* The input:
--------------------------------------------------

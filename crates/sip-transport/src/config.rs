//! Per-transport configuration (spec §6 "Per-transport" options).

use std::net::IpAddr;

/// Read-only after a [`crate::UdpTransport`] is built from it (spec §5:
/// "Configuration: read-only after startup").
#[derive(Debug, Clone)]
pub struct TransportConfig {
    pub listen_addr: IpAddr,
    /// `0` requests an OS-assigned ephemeral port.
    pub listen_port: u16,
    /// Address advertised in Via/Contact when behind NAT; defaults to
    /// `listen_addr` when unset.
    pub exposed_addr: Option<IpAddr>,
    pub exposed_port: Option<u16>,
    /// How many queued datagrams are drained per wake (spec §4.C).
    pub max_burst: usize,
    /// Gates the raw wire-message dump (spec §4.C "Observability").
    pub sip_trace: bool,
}

impl Default for TransportConfig {
    fn default() -> Self {
        TransportConfig {
            listen_addr: IpAddr::from([0, 0, 0, 0]),
            listen_port: 0,
            exposed_addr: None,
            exposed_port: None,
            max_burst: 10,
            sip_trace: false,
        }
    }
}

--------------------------------------------------

* Required action: Quote the material exactly, leaving nothing out.

* Solution for this problem:
filename crates/sip-transport/src/config.rs
//! Per-transport configuration (spec §6 "Per-transport" options).

use std::net::IpAddr;

/// Read-only after a [`crate::UdpTransport`] is built from it (spec §5:
/// "Configuration: read-only after startup").
#[derive(Debug, Clone)]
pub struct TransportConfig {
    pub listen_addr: IpAddr,
    /// `0` requests an OS-assigned ephemeral port.
    pub listen_port: u16,
    /// Address advertised in Via/Contact when behind NAT; defaults to
    /// `listen_addr` when unset.
    pub exposed_addr: Option<IpAddr>,
    pub exposed_port: Option<u16>,
    /// How many queued datagrams are drained per wake (spec §4.C).
    pub max_burst: usize,
    /// Gates the raw wire-message dump (spec §4.C "Observability").
    pub sip_trace: bool,
}

impl Default for TransportConfig {
    fn default() -> Self {
        TransportConfig {
            listen_addr: IpAddr::from([0, 0, 0, 0]),
            listen_port: 0,
            exposed_addr: None,
            exposed_port: None,
            max_burst: 10,
            sip_trace: false,
        }
    }
}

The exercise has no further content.